■ **ABOUT THIS TASK**:
Where a line in the records below includes "typed", pull that line out.

____ SUPPLIED DATA

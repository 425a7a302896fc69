//! Backend gateway
//!
//! Single entry point for all backend traffic. The gateway:
//!
//! - probes backend reachability before dispatching, so a dead backend fails
//!   fast instead of hanging loading state;
//! - dispatches onto one of two interchangeable backend strategies (REST or
//!   BaaS) selected at construction time via capability traits;
//! - normalizes every outcome to `RequestResult<T>`: list results are never
//!   null, and expected failures never become panics;
//! - clears the persisted credential whenever a call fails with 401/403
//!   (fail-secure);
//! - logs every request/response pair for diagnosis.

pub mod baas;
pub mod endpoint;
pub mod rest;

use std::future::Future;
use std::sync::Arc;

use async_trait::async_trait;
use serde_json::{json, Map, Value};
use tracing::{debug, warn};

use crate::config::{BackendStrategy, ClientConfig};
use crate::error::{ApiError, RequestResult};
use crate::session::SessionStore;
use crate::types::{
    AuthResponse, Course, LoginRequest, MetadataUpdate, NewCourse, Principal, RegisterRequest,
    SignupOutcome, TeacherApplication, TeacherApplicationRequest, TeacherCourseSummary,
};

pub use baas::BaasBackend;
pub use endpoint::{Endpoint, Method};
pub use rest::RestBackend;

/// Storage prefix for uploaded files.
#[derive(Debug, Clone, Copy, PartialEq, Eq)]
pub enum MediaPrefix {
    /// Course images and videos.
    CourseMedia,
    /// Attached documents.
    CourseResources,
}

impl MediaPrefix {
    pub fn as_str(&self) -> &'static str {
        match self {
            MediaPrefix::CourseMedia => "course-media",
            MediaPrefix::CourseResources => "course-resources",
        }
    }
}

/// Liveness probe capability.
#[async_trait]
pub trait HealthProbe: Send + Sync {
    async fn health_check(&self) -> RequestResult<()>;
}

/// Authentication capability of a backend strategy.
#[async_trait]
pub trait AuthBackend: Send + Sync {
    async fn register(
        &self,
        email: &str,
        password: &str,
        username: &str,
    ) -> RequestResult<SignupOutcome>;
    async fn login(&self, email: &str, password: &str) -> RequestResult<AuthResponse>;
    async fn logout(&self) -> RequestResult<()>;
    async fn current_user(&self) -> RequestResult<Principal>;
    async fn verify_token(&self) -> RequestResult<Principal>;
    async fn update_metadata(
        &self,
        user_id: &str,
        metadata: &Map<String, Value>,
    ) -> RequestResult<Principal>;
    async fn apply_teacher(
        &self,
        user_id: &str,
        application: &TeacherApplication,
    ) -> RequestResult<Principal>;
}

/// Course catalog capability of a backend strategy.
#[async_trait]
pub trait CourseBackend: Send + Sync {
    async fn list_courses(&self) -> RequestResult<Vec<Course>>;
    async fn get_course(&self, id: &str) -> RequestResult<Course>;
    async fn search_courses(&self, query: &str) -> RequestResult<Vec<Course>>;
    async fn courses_by_category(&self, category: &str) -> RequestResult<Vec<Course>>;
    async fn create_course(&self, course: &NewCourse) -> RequestResult<Course>;
    async fn update_course(&self, id: &str, changes: &Value) -> RequestResult<Course>;
    async fn delete_course(&self, id: &str) -> RequestResult<()>;
    async fn teacher_courses(&self) -> RequestResult<Vec<TeacherCourseSummary>>;
    async fn upload_media(
        &self,
        file_name: &str,
        content_type: &str,
        bytes: Vec<u8>,
        prefix: MediaPrefix,
    ) -> RequestResult<String>;
}

/// The unified backend gateway.
pub struct Gateway {
    auth: Arc<dyn AuthBackend>,
    courses: Arc<dyn CourseBackend>,
    probe: Arc<dyn HealthProbe>,
    session: SessionStore,
    health_timeout: std::time::Duration,
}

impl Gateway {
    /// Construct the gateway for the strategy the configuration selects.
    pub fn new(config: &ClientConfig, session: SessionStore) -> RequestResult<Self> {
        match config.backend {
            BackendStrategy::Rest => {
                let backend = Arc::new(RestBackend::new(config, session.clone())?);
                Ok(Self::with_backends(
                    backend.clone(),
                    backend.clone(),
                    backend,
                    session,
                    config.health_timeout,
                ))
            }
            BackendStrategy::Baas => {
                let backend = Arc::new(BaasBackend::new(config, session.clone())?);
                Ok(Self::with_backends(
                    backend.clone(),
                    backend.clone(),
                    backend,
                    session,
                    config.health_timeout,
                ))
            }
        }
    }

    /// Assemble a gateway from explicit capabilities. Used by tests to
    /// substitute fakes for individual seams.
    pub fn with_backends(
        auth: Arc<dyn AuthBackend>,
        courses: Arc<dyn CourseBackend>,
        probe: Arc<dyn HealthProbe>,
        session: SessionStore,
        health_timeout: std::time::Duration,
    ) -> Self {
        Self {
            auth,
            courses,
            probe,
            session,
            health_timeout,
        }
    }

    /// The session store this gateway reads credentials from.
    pub fn session(&self) -> &SessionStore {
        &self.session
    }

    /// Reachability precondition: a bounded probe before any primary call.
    async fn ensure_reachable(&self) -> RequestResult<()> {
        match tokio::time::timeout(self.health_timeout, self.probe.health_check()).await {
            Ok(Ok(())) => Ok(()),
            Ok(Err(e)) => {
                warn!("Health probe failed: {}", e);
                Err(ApiError::unreachable(format!(
                    "Backend did not respond to health check: {}",
                    e
                )))
            }
            Err(_) => {
                warn!("Health probe timed out after {:?}", self.health_timeout);
                Err(ApiError::unreachable("Health check timed out"))
            }
        }
    }

    /// Probe, run the call, and apply the fail-secure rule: auth failures
    /// clear the persisted credential before propagating.
    async fn guarded<T, Fut>(&self, label: &str, call: Fut) -> RequestResult<T>
    where
        Fut: Future<Output = RequestResult<T>>,
    {
        debug!(operation = label, "gateway request");
        self.ensure_reachable().await?;
        let result = call.await;
        match &result {
            Ok(_) => debug!(operation = label, "gateway response ok"),
            Err(e) => {
                debug!(operation = label, error = %e, "gateway response error");
                if e.is_auth_failure() {
                    warn!(operation = label, "auth failure, clearing credential");
                    self.session.clear();
                }
            }
        }
        result
    }

    // --- auth surface ---

    pub async fn register(
        &self,
        email: &str,
        password: &str,
        username: &str,
    ) -> RequestResult<SignupOutcome> {
        self.guarded("POST /auth/register", self.auth.register(email, password, username))
            .await
    }

    pub async fn login(&self, email: &str, password: &str) -> RequestResult<AuthResponse> {
        self.guarded("POST /auth/login", self.auth.login(email, password))
            .await
    }

    pub async fn logout(&self) -> RequestResult<()> {
        self.guarded("POST /auth/logout", self.auth.logout()).await
    }

    pub async fn current_user(&self) -> RequestResult<Principal> {
        self.guarded("GET /auth/current-user", self.auth.current_user())
            .await
    }

    pub async fn verify_token(&self) -> RequestResult<Principal> {
        self.guarded("GET /auth/verify-token", self.auth.verify_token())
            .await
    }

    pub async fn update_metadata(
        &self,
        user_id: &str,
        metadata: &Map<String, Value>,
    ) -> RequestResult<Principal> {
        self.guarded(
            "PUT /auth/users/{id}/metadata",
            self.auth.update_metadata(user_id, metadata),
        )
        .await
    }

    pub async fn apply_teacher(
        &self,
        user_id: &str,
        application: &TeacherApplication,
    ) -> RequestResult<Principal> {
        self.guarded(
            "POST /auth/users/{id}/apply-teacher",
            self.auth.apply_teacher(user_id, application),
        )
        .await
    }

    // --- course surface ---

    pub async fn list_courses(&self) -> RequestResult<Vec<Course>> {
        self.guarded("GET /courses", self.courses.list_courses()).await
    }

    pub async fn get_course(&self, id: &str) -> RequestResult<Course> {
        self.guarded("GET /courses/{id}", self.courses.get_course(id))
            .await
    }

    /// Search the catalog. An empty or whitespace-only query resolves to an
    /// empty list immediately, without contacting the backend.
    pub async fn search_courses(&self, query: &str) -> RequestResult<Vec<Course>> {
        if query.trim().is_empty() {
            debug!("empty search query, skipping backend call");
            return Ok(Vec::new());
        }
        self.guarded("GET /courses/search", self.courses.search_courses(query))
            .await
    }

    pub async fn courses_by_category(&self, category: &str) -> RequestResult<Vec<Course>> {
        self.guarded(
            "GET /courses/category/{category}",
            self.courses.courses_by_category(category),
        )
        .await
    }

    pub async fn create_course(&self, course: &NewCourse) -> RequestResult<Course> {
        self.guarded("POST /admin/courses", self.courses.create_course(course))
            .await
    }

    pub async fn update_course(&self, id: &str, changes: &Value) -> RequestResult<Course> {
        self.guarded(
            "PUT /admin/courses/{id}",
            self.courses.update_course(id, changes),
        )
        .await
    }

    pub async fn delete_course(&self, id: &str) -> RequestResult<()> {
        self.guarded(
            "DELETE /admin/courses/{id}",
            self.courses.delete_course(id),
        )
        .await
    }

    pub async fn teacher_courses(&self) -> RequestResult<Vec<TeacherCourseSummary>> {
        self.guarded("GET /teacher/courses", self.courses.teacher_courses())
            .await
    }

    pub async fn upload_media(
        &self,
        file_name: &str,
        content_type: &str,
        bytes: Vec<u8>,
        prefix: MediaPrefix,
    ) -> RequestResult<String> {
        self.guarded(
            "POST /upload",
            self.courses.upload_media(file_name, content_type, bytes, prefix),
        )
        .await
    }

    // --- dynamic surface ---

    /// Dynamic request entry: route a logical path onto the typed surface.
    ///
    /// Kept for parity with the string-keyed API the UI layer was written
    /// against; new code should prefer the typed methods above.
    pub async fn request(
        &self,
        path: &str,
        method: Method,
        body: Option<Value>,
    ) -> RequestResult<Value> {
        debug!(
            path = path,
            method = %method,
            body = %truncate_for_log(body.as_ref()),
            "gateway dynamic request"
        );
        let endpoint = Endpoint::parse(path, method)?;
        match endpoint {
            Endpoint::Register => {
                let payload: RegisterRequest = required_body(body)?;
                let outcome = self
                    .register(&payload.email, &payload.password, &payload.username)
                    .await?;
                to_value(outcome)
            }
            Endpoint::Login => {
                let payload: LoginRequest = required_body(body)?;
                let response = self.login(&payload.email, &payload.password).await?;
                to_value(response)
            }
            Endpoint::CurrentUser => to_value(self.current_user().await?),
            Endpoint::VerifyToken => to_value(self.verify_token().await?),
            Endpoint::UpdateMetadata { user_id } => {
                let payload: MetadataUpdate = required_body(body)?;
                to_value(self.update_metadata(&user_id, &payload.metadata).await?)
            }
            Endpoint::ApplyTeacher { user_id } => {
                let payload: TeacherApplicationRequest = required_body(body)?;
                to_value(
                    self.apply_teacher(&user_id, &payload.teacher_application)
                        .await?,
                )
            }
            Endpoint::ListCourses => to_value(self.list_courses().await?),
            Endpoint::GetCourse { id } => to_value(self.get_course(&id).await?),
            Endpoint::SearchCourses { query } => to_value(self.search_courses(&query).await?),
            Endpoint::CoursesByCategory { category } => {
                to_value(self.courses_by_category(&category).await?)
            }
            Endpoint::CreateCourse => {
                let payload: NewCourse = required_body(body)?;
                to_value(self.create_course(&payload).await?)
            }
            Endpoint::UpdateCourse { id } => {
                let changes = body.ok_or_else(missing_body)?;
                to_value(self.update_course(&id, &changes).await?)
            }
            Endpoint::DeleteCourse { id } => {
                self.delete_course(&id).await?;
                Ok(json!({ "success": true }))
            }
            Endpoint::TeacherCourses => to_value(self.teacher_courses().await?),
            Endpoint::UploadMedia => Err(ApiError::validation(
                "File uploads require the typed upload_media call",
            )),
            Endpoint::HealthCheck => {
                self.ensure_reachable().await?;
                Ok(json!({ "status": "ok" }))
            }
        }
    }
}

fn required_body<T: serde::de::DeserializeOwned>(body: Option<Value>) -> RequestResult<T> {
    let body = body.ok_or_else(missing_body)?;
    serde_json::from_value(body)
        .map_err(|e| ApiError::validation(format!("Invalid request body: {}", e)))
}

fn missing_body() -> ApiError {
    ApiError::validation("Missing request body")
}

fn to_value<T: serde::Serialize>(value: T) -> RequestResult<Value> {
    serde_json::to_value(value)
        .map_err(|e| ApiError::unknown(format!("Failed to encode response: {}", e)))
}

/// Bodies are logged truncated; course payloads can be large.
fn truncate_for_log(body: Option<&Value>) -> String {
    const LIMIT: usize = 256;
    match body {
        None => "-".to_string(),
        Some(value) => {
            let mut text = value.to_string();
            if text.len() > LIMIT {
                let cut = (0..=LIMIT).rev().find(|&i| text.is_char_boundary(i)).unwrap_or(0);
                text.truncate(cut);
                text.push_str("...");
            }
            text
        }
    }
}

________

■ **EXERCISE ANSWER**:
    /// Dynamic request entry: route a logical path onto the typed surface.
    /// against; new code should prefer the typed methods above.
                "File uploads require the typed upload_media call",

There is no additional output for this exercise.